Antaea convulsed and let go of the bike. It turned under Chaison’s hands and he found himself looking down the intake. Trapped there by the fan blades was a head-sized bubble of air.—Of course, it could be a head-sized bubble of toxic exhaust, but he didn’t care. He jammed his head into the jet and gulped at the quivering sphere.
A moment later he was out again and holding Antaea with one hand while he pushed the bike with the other. Everything was closing in and graying; worst of all was a terrible loneliness he’d never felt before. He had never realized that in drowning, the body tells you that you’ve been abandoned. There is no one and nothing outside that can help you as death emerges from inside.
Air burst around him. Chaison gave a reverse whoop, putting all his strength into one breath. He hauled Antaea into the light, letting the bike tumble where it wanted. For a few seconds he could only gasp in long shudders. Then he turned to Antaea.
Her face was a horrible gray; she wasn’t breathing. He forced her mouth open and swept it with one finger, removing a small gout of water. Helplessness overwhelmed him as he realized he didn’t know what to do next. It normally took two people to do CPR in freefall, one to provide air via mouth-to-mouth contact, the other to compress the chest from behind. Chaison had learned where to place his intertwined fingers—midsternum—and to squeeze the patient’s rib cage against his own chest. You couldn’t do this effectively from in front because the person’s back diffused the pressure. But he had no choice this time.
He removed one of his shoes and placed it under Antaea’s small breasts. He moved his mouth over hers, then hesitated.

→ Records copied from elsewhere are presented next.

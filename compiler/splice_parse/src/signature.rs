//! Line signature builder.

use crate::line::{is_complete, split_statements};
use crate::{
    classify_line, parse_chunk, parse_function_header, Chunk, FunctionHeader, LineShape, ParseError,
};
use splice_ir::{DeclaredName, LineCategory, LineSignature, Tables, TokenKind};
use splice_lexer::{filter_space, normalize_line, tokenize};

/// A signature together with the parsed statements behind it.
#[derive(Clone, Debug)]
pub struct LineAnalysis {
    pub signature: LineSignature,
    /// Each parsed statement with the scope offset of its fragment.
    pub chunks: Vec<(u32, Chunk)>,
}

/// Signature of one candidate line, or `None` if the line is unparseable.
pub fn build_signature(line: &str, tables: &Tables) -> Option<LineSignature> {
    analyze_line(line, tables).map(|analysis| analysis.signature)
}

/// Parse a line fully, keeping the statement trees.
#[tracing::instrument(level = "trace", skip(tables))]
pub fn analyze_line(line: &str, tables: &Tables) -> Option<LineAnalysis> {
    let normalized = normalize_line(line);
    let tokens = filter_space(&tokenize(&normalized));
    let complete = is_complete(&normalized);

    match parse_function_header(&tokens, tables) {
        Ok(header) => {
            let mut signature = header_signature(header, complete);
            signature.starts_with_close = tokens.first().is_some_and(|t| t.kind == TokenKind::CloseCurly);
            signature.ends_with_open = tokens.last().is_some_and(|t| t.kind == TokenKind::OpenCurly);
            return Some(LineAnalysis {
                signature,
                chunks: Vec::new(),
            });
        }
        Err(error) => tracing::trace!(%error, "not a function header"),
    }

    let shape = match classify_line(&normalized) {
        Ok(shape) => shape,
        Err(error) => {
            tracing::trace!(%error, "line does not classify");
            return None;
        }
    };
    match shape_signature(shape, complete, tables) {
        Ok(analysis) => Some(analysis),
        Err(error) => {
            tracing::trace!(%error, "statement does not parse");
            None
        }
    }
}

fn header_signature(header: FunctionHeader, complete: bool) -> LineSignature {
    let category = if header.is_prototype {
        LineCategory::Prototype
    } else {
        LineCategory::Function
    };
    let mut signature = LineSignature::bare(category);
    signature.complete = complete;
    signature.opens_scope = !complete;

    for param in header.params {
        if let Some(name) = param.name {
            signature
                .declared
                .insert(name, DeclaredName { ty: param.ty, depth: 1 });
        }
    }
    signature.declared.insert(
        header.name.clone(),
        DeclaredName {
            ty: header.return_type,
            depth: 0,
        },
    );
    if header.is_prototype {
        signature.prototype = Some(header.name);
    }
    signature
}

fn shape_signature(
    shape: LineShape,
    complete: bool,
    tables: &Tables,
) -> Result<LineAnalysis, ParseError> {
    let mut signature = LineSignature::bare(shape.category);
    signature.opens_scope = shape.opens_scope;
    signature.starts_with_close = shape.starts_with_close;
    signature.ends_with_open = shape.ends_with_open;
    signature.complete = complete;

    let mut chunks = Vec::new();
    for fragment in shape.fragments {
        let tokens = filter_space(&tokenize(&fragment.text));
        for statement in split_statements(&tokens) {
            if statement.is_empty() {
                continue;
            }
            let chunk = parse_chunk(statement, tables)?;
            for (name, ty) in &chunk.declared {
                signature.declared.insert(
                    name.clone(),
                    DeclaredName {
                        ty: ty.clone(),
                        depth: fragment.depth,
                    },
                );
            }
            for name in &chunk.used {
                signature.used.insert(name.clone(), fragment.depth);
            }
            chunks.push((fragment.depth, chunk));
        }
    }
    Ok(LineAnalysis { signature, chunks })
}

He shook himself; this wasn’t a kiss, it was something he’d been trained to do to other men. He wrapped his arms around Antaea, squeezing her body sharply as he pressed his lips to hers and drove breath into her.

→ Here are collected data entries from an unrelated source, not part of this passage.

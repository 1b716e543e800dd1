//! Static vocabulary consulted by the type matcher and the symbol table.

use rustc_hash::{FxHashMap, FxHashSet};
use std::sync::OnceLock;

/// Primitive type spellings, one word per token.
const PRIMITIVE_TYPES: &[&str] = &[
    "void",
    "short int",
    "short",
    "unsigned short int",
    "signed short int",
    "int",
    "unsigned int",
    "signed int",
    "long int",
    "long",
    "unsigned long int",
    "unsigned long",
    "signed long int",
    "signed long",
    "long long int",
    "long long",
    "unsigned long long int",
    "unsigned long long",
    "signed long long int",
    "signed long long",
    "long long unsigned",
    "char",
    "unsigned char",
    "signed char",
    "float",
    "double",
    "long double",
    "wchar_t",
    "bool",
    "string",
    "int long long",
    "ulong long",
    "unsigned",
    "size_t",
    "FILE",
    "istream",
    "ostream",
    "ofstream",
    "istringstream",
    "stringstream",
    "ifstream",
    "int64_t",
];

/// Generic containers and the number of type arguments each takes.
const CONTAINERS: &[(&str, usize)] = &[
    ("vector", 1),
    ("pair", 2),
    ("map", 2),
    ("set", 1),
    ("queue", 1),
    ("stack", 1),
    ("list", 1),
    ("priority_queue", 1),
];

/// Names that may be used without a visible declaration: library
/// functions, macros, stream objects and a few common stray words.
const IMPLICIT_NAMES: &[&str] = &[
    "cout", "cin", "endl", "break", "min", "true", "max", "false", "sort", "abs", "continue",
    "memset", "puts", "int", "getchar", "swap", "strlen", "getline", "sqrt", "INT_MAX", "ceil",
    "reverse", "acos", "strcmp", "__gcd", "gets", "make_pair", "pow", "char", "exit", "tolower",
    "string", "fabs", "register", "fixed", "freopen", "toupper", "isdigit", "strcpy",
    "max_element", "putchar", "INT_MIN", "floor", "greater", "pair", "setprecision", "long",
    "unique", "ios", "stdin", "isupper", "double", "min_element", "next_permutation", "atoi",
    "log2", "count", "stdout", "strstr", "transform", "find", "cerr", "isalpha", "lower_bound",
    "fill", "upper_bound", "assert", "islower", "data", "NULL", "__builtin_popcount",
    "LLONG_MAX", "bitset", "clock", "deque", "bool", "static_cast", "binary_search", "srand",
    "log", "ostringstream", "__typeof", "multiset", "memcpy", "auto", "iterator", "multimap",
    "CLOCKS_PER_SEC", "numeric_limits", "esto", "temp", "modf", "accumulate", "tmp", "LONG_MAX",
    "time", "int32_t", "put_char", "cnt", "float", "ULL", "LONG_LONG_MAX", "tuple", "vector",
    "make_tuple", "get", "not", "rand", "Home", "exp", "strcat", "log10", "clock_t", "towupper",
    "memcmp", "remove", "flush", "round", "time_p", "asm", "EOF", "len", "signed", "fmod",
    "__builtin_clz", "stringstream", "INFINITY", "atan", "fill_n", "strchr", "list", "atoll",
    "stable_sort", "__float128", "LLONG_MIN", "__builtin_popcountll", "loc", "locale",
    "basic_string", "levl", "trunc", "cbrt", "clog", "__builtin_ctz", "xor", "reverse_iterator",
    "LONG_LONG_MIN", "toascii", "map", "stderr", "enum", "RAND_MAX", "int64_t", "const", "maxn",
    "LC_ALL", "setlocale", "__lg", "strncpy", "set", "unsigned", "less", "EXIT_SUCCESS", "equal",
    "abort", "showpoint", "iter_swap", "qsort", "powl", "isalnum", "ios_base", "free", "log2l",
];

/// Read-only lookup tables, built once per process.
#[derive(Debug)]
pub struct Tables {
    /// Primitive spellings split into words, longest first.
    primitives: Vec<Vec<&'static str>>,
    containers: FxHashMap<&'static str, usize>,
    implicit: FxHashSet<&'static str>,
}

static STANDARD: OnceLock<Tables> = OnceLock::new();

impl Tables {
    /// The process-wide tables (lazily initialized).
    pub fn standard() -> &'static Tables {
        STANDARD.get_or_init(Tables::build)
    }

    fn build() -> Tables {
        let mut primitives: Vec<Vec<&'static str>> = PRIMITIVE_TYPES
            .iter()
            .map(|spelling| spelling.split(' ').collect())
            .collect();
        // Stable: ties keep their listed order.
        primitives.sort_by(|a, b| b.len().cmp(&a.len()));

        Tables {
            primitives,
            containers: CONTAINERS.iter().copied().collect(),
            implicit: IMPLICIT_NAMES.iter().copied().collect(),
        }
    }

    /// Primitive spellings in match-priority order.
    pub fn primitives(&self) -> impl Iterator<Item = &[&'static str]> {
        self.primitives.iter().map(Vec::as_slice)
    }

    /// Number of type arguments for a container name.
    pub fn container_arity(&self, name: &str) -> Option<usize> {
        self.containers.get(name).copied()
    }

    /// The name may be used without being declared.
    pub fn is_implicit(&self, name: &str) -> bool {
        self.implicit.contains(name)
    }
}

Despite his rationalizations, the sensation of Antaea’s lips against his was shocking. He cursed himself for being weak and self-involved, and renewed his work. The shoe dug painfully into his own solar-plexus; hopefully it would concentrate the pressure in the right spot.
After just a few seconds Antaea coughed weakly, then convulsed in his arms. She reared back, sucking in a great wheezing breath. Chaison loosened his grip, but kept his hands around her arms until he was sure she wouldn’t strand herself in the air.
Air…He looked past her for the first time. An empty sky, purple and clear, beckoned past water drops and twirls of mist. He and Antaea stood half out of a vast wall of undulating water that must stretch for miles. A distant sun bathed the whole scene in shades of gold and rose.
To their right a green arm of water hundreds of feet thick and thousands long stood out from the main flood. It was crooked as if grasping at the diffuse ribbons of cloud that surrounded it. Convoluted shapes in paler green and blue hinted at giant bubbles and caverns hollowed out of the flood beneath Chaison’s feet.